HA HA HA HA HAAAAAAAAAA … now that my placenta has been kicked out of my womb and I’m breastfeeding a newborn, all kinds of diabetes hell has broken loose.  My blood sugars – once calm and dare I say predictable? – are now pinging and ponging all over the damn place.  My insulin:carb ratios are 1:20 (versus pre-pregnancy 1:11 and during pregnancy rates as low as 1:5) and my basal rate is 0.3u per hour (versus pre-pregnancy of .5u and during pregnancy rates as high as 1u per hour).  And absent the breastfeeding, these rates would probably hold tight for a few weeks until they started to require increasing, eventually bringing me back up to where I was pre-pregnancy … at least ish.

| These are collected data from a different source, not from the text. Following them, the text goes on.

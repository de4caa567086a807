//! Draft and scheduled send use cases.

use std::sync::Arc;

use chrono::Utc;
use tracing::{debug, info, warn};
use uuid::Uuid;

use super::model::{
    CreateDraftEmailMessageInput, DeleteDraftEmailMessagesInput, DraftEmailMessage,
    DraftEmailMessageKey, DraftEmailMessageMetadata, ListScheduledDraftMessagesInput,
    ScheduleSendDraftMessageInput, ScheduledDraftMessage, SealedDraft,
    UpdateDraftEmailMessageInput,
};
use super::service::DraftMessageService;
use crate::address::{EmailAccountService, require_address, require_id};
use crate::common::{
    BatchOperationResult, EmailMessageOperationFailure, ListOutput, unique_batch_ids,
};
use crate::context::Context;
use crate::{Error, Result};

/// Draft storage and scheduled sending.
pub struct DraftOperations {
    service: Arc<dyn DraftMessageService>,
    accounts: Arc<dyn EmailAccountService>,
    context: Context,
}

impl DraftOperations {
    pub(crate) fn new(
        service: Arc<dyn DraftMessageService>,
        accounts: Arc<dyn EmailAccountService>,
        context: Context,
    ) -> Self {
        Self {
            service,
            accounts,
            context,
        }
    }

    /// Stores a new draft under a generated id.
    ///
    /// # Errors
    ///
    /// Returns [`Error::AddressNotFound`] if the sender address does not
    /// exist, [`Error::InvalidArgument`] for empty data, or the mapped
    /// backend error.
    pub async fn create_draft_email_message(
        &self,
        input: CreateDraftEmailMessageInput,
    ) -> Result<DraftEmailMessageMetadata> {
        require_data(&input.rfc822_data)?;
        let address = require_address(self.accounts.as_ref(), &input.sender_email_address_id).await?;

        let id = Uuid::new_v4().to_string();
        let sealed = self.context.sealing().seal(&input.rfc822_data).await?;
        let metadata = self.service.save(&address.id, &id, sealed).await?;
        info!(id = %metadata.id, email_address_id = %address.id, "Created draft");
        Ok(metadata)
    }

    /// Replaces the content of an existing draft.
    ///
    /// # Errors
    ///
    /// Returns [`Error::AddressNotFound`] or [`Error::DraftNotFound`] if the
    /// address or draft does not exist, or the mapped backend error.
    pub async fn update_draft_email_message(
        &self,
        input: UpdateDraftEmailMessageInput,
    ) -> Result<DraftEmailMessageMetadata> {
        let id = require_id(&input.id)?;
        require_data(&input.rfc822_data)?;
        let address = require_address(self.accounts.as_ref(), &input.sender_email_address_id).await?;
        self.require_draft(&address.id, id).await?;

        let sealed = self.context.sealing().seal(&input.rfc822_data).await?;
        let metadata = self.service.save(&address.id, id, sealed).await?;
        debug!(id, "Updated draft");
        Ok(metadata)
    }

    /// Deletes drafts, reporting per-id outcomes.
    ///
    /// # Errors
    ///
    /// Returns [`Error::InvalidArgument`] when no id is given or
    /// [`Error::AddressNotFound`] if the address does not exist.
    pub async fn delete_draft_email_messages(
        &self,
        input: DeleteDraftEmailMessagesInput,
    ) -> Result<BatchOperationResult<String, EmailMessageOperationFailure>> {
        let address = require_address(self.accounts.as_ref(), &input.email_address_id).await?;
        let ids = unique_batch_ids(&input.ids, u32::MAX, "draft")?;

        let mut outcomes = Vec::with_capacity(ids.len());
        for id in ids {
            match self.service.delete(&address.id, &id).await {
                Ok(()) => outcomes.push(Ok(id)),
                Err(e) => {
                    let error = Error::from(e);
                    warn!(id = %id, error = %error, "Failed to delete draft");
                    outcomes.push(Err(EmailMessageOperationFailure::from_error(id, &error)));
                }
            }
        }

        let result = BatchOperationResult::from_results(outcomes);
        info!(
            status = ?result.status,
            deleted = result.success_values.len(),
            "Deleted drafts"
        );
        Ok(result)
    }

    /// Reads one draft.
    ///
    /// # Errors
    ///
    /// Returns the mapped backend error or a sealing error.
    pub async fn get_draft_email_message(
        &self,
        input: DraftEmailMessageKey,
    ) -> Result<Option<DraftEmailMessage>> {
        let id = require_id(&input.id)?;
        let email_address_id = require_id(&input.email_address_id)?;

        match self.service.get(email_address_id, id).await? {
            Some(draft) => self.unseal(draft).await.map(Some),
            None => Ok(None),
        }
    }

    /// Reads every draft of an address. Drafts that cannot be unsealed are
    /// skipped.
    ///
    /// # Errors
    ///
    /// Returns [`Error::AddressNotFound`] if the address does not exist, or
    /// the mapped backend error.
    pub async fn list_draft_email_messages_for_email_address_id(
        &self,
        email_address_id: &str,
    ) -> Result<Vec<DraftEmailMessage>> {
        let metadata = self
            .list_draft_email_message_metadata_for_email_address_id(email_address_id)
            .await?;

        let mut drafts = Vec::with_capacity(metadata.len());
        for entry in metadata {
            // deleted between listing and reading
            let Some(draft) = self.service.get(&entry.email_address_id, &entry.id).await? else {
                continue;
            };
            match self.unseal(draft).await {
                Ok(draft) => drafts.push(draft),
                Err(e) => warn!(id = %entry.id, error = %e, "Skipping draft that failed to unseal"),
            }
        }
        Ok(drafts)
    }

    /// Lists draft ids and timestamps of an address.
    ///
    /// # Errors
    ///
    /// Returns [`Error::AddressNotFound`] if the address does not exist, or
    /// the mapped backend error.
    pub async fn list_draft_email_message_metadata_for_email_address_id(
        &self,
        email_address_id: &str,
    ) -> Result<Vec<DraftEmailMessageMetadata>> {
        let address = require_address(self.accounts.as_ref(), email_address_id).await?;
        Ok(self.service.list_metadata(&address.id).await?)
    }

    /// Schedules a draft to be sent later.
    ///
    /// # Errors
    ///
    /// Returns [`Error::InvalidArgument`] if `send_at` is not in the future,
    /// [`Error::DraftNotFound`] if the draft does not exist, or the mapped
    /// backend error.
    pub async fn schedule_send_draft_message(
        &self,
        input: ScheduleSendDraftMessageInput,
    ) -> Result<ScheduledDraftMessage> {
        let id = require_id(&input.id)?;
        let email_address_id = require_id(&input.email_address_id)?;
        if input.send_at <= Utc::now() {
            return Err(Error::InvalidArgument(
                "send_at must be in the future".to_string(),
            ));
        }
        self.require_draft(email_address_id, id).await?;

        let scheduled = self
            .service
            .schedule_send(email_address_id, id, input.send_at)
            .await?;
        info!(id, send_at = %scheduled.send_at, "Scheduled draft");
        Ok(scheduled)
    }

    /// Cancels a scheduled send. Returns the draft id.
    ///
    /// # Errors
    ///
    /// Returns the mapped backend error.
    pub async fn cancel_scheduled_draft_message(
        &self,
        input: DraftEmailMessageKey,
    ) -> Result<String> {
        let id = require_id(&input.id)?;
        let email_address_id = require_id(&input.email_address_id)?;

        let cancelled = self.service.cancel_scheduled(email_address_id, id).await?;
        info!(id = %cancelled, "Cancelled scheduled draft");
        Ok(cancelled)
    }

    /// Lists scheduled drafts of an address, optionally filtered by state.
    ///
    /// # Errors
    ///
    /// Returns the mapped backend error.
    pub async fn list_scheduled_draft_messages_for_email_address_id(
        &self,
        input: ListScheduledDraftMessagesInput,
    ) -> Result<ListOutput<ScheduledDraftMessage>> {
        let email_address_id = require_id(&input.email_address_id)?;
        let pagination = self.context.page(&input.pagination)?;

        let mut page = self
            .service
            .list_scheduled(email_address_id, input.state.as_ref(), &pagination)
            .await?;
        if let Some(state) = &input.state {
            page.items.retain(|scheduled| state.matches(scheduled.state));
        }
        Ok(page)
    }

    async fn require_draft(&self, email_address_id: &str, id: &str) -> Result<()> {
        if self.service.get(email_address_id, id).await?.is_none() {
            return Err(Error::DraftNotFound(id.to_string()));
        }
        Ok(())
    }

    async fn unseal(&self, draft: SealedDraft) -> Result<DraftEmailMessage> {
        let rfc822_data = self
            .context
            .sealing()
            .unseal(&draft.sealed_rfc822_data)
            .await?;
        Ok(DraftEmailMessage {
            id: draft.metadata.id,
            email_address_id: draft.metadata.email_address_id,
            updated_at: draft.metadata.updated_at,
            rfc822_data,
        })
    }
}

fn require_data(rfc822_data: &[u8]) -> Result<()> {
    if rfc822_data.is_empty() {
        return Err(Error::InvalidArgument(
            "draft data must not be empty".to_string(),
        ));
    }
    Ok(())
}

But breastfeeding is its own circus.  The act of breastfeeding does not make me hypoglycemic, but the act of producing milk does, so I’m going low mostly while my milk supply is filling up.  If this was a predictable cycle, I could plan snacks/meals around my son’s appetite and my anticipated refilling, but the cycle isn’t one I can map.  I can’t even guess.  Some times, I go low 15 minutes after feeding him.  Other times it takes up to an hour and a half for the low to hit.  I’m not sure when I should eat, causing my CGM graph to look all Ms and Ws.  If my experience with Birdy helps inform this round, I should have a more predictable blood sugar response around the time that my son is a month old.  Which means that I have two more week of letting my body ebb and flow and get all confused before it aligns to some kind of schedule.

The madness of a newborn added to the mix of an already all-over-the-place family is exactly what we had anticipated.  We’re exhausted.  (While driving home from a pediatrician appointment, Chris turned to me at a stop light and asked, “This is really happening, right?  Like this isn’t a dream?  We’re actually driving right now?”  The lack of sleep is like we’re on the tumble dry setting in the dryer, all jumbled and confusing and warm and is this real life?)  We’re adjusting.  (Birdy is doing her best to make sense of the new little creature in our house.  She loves him.  But I’m on the watch for sibling angst as well.)  We’re grateful.  (Issues like a messy house? Exhaustion? Sore body?  Bring those issues on, because I’m happy as hell to have these as my problems.)  And we’re in love with this little guy, who despite being only 15 days old, feels like he’s been part of the party forever.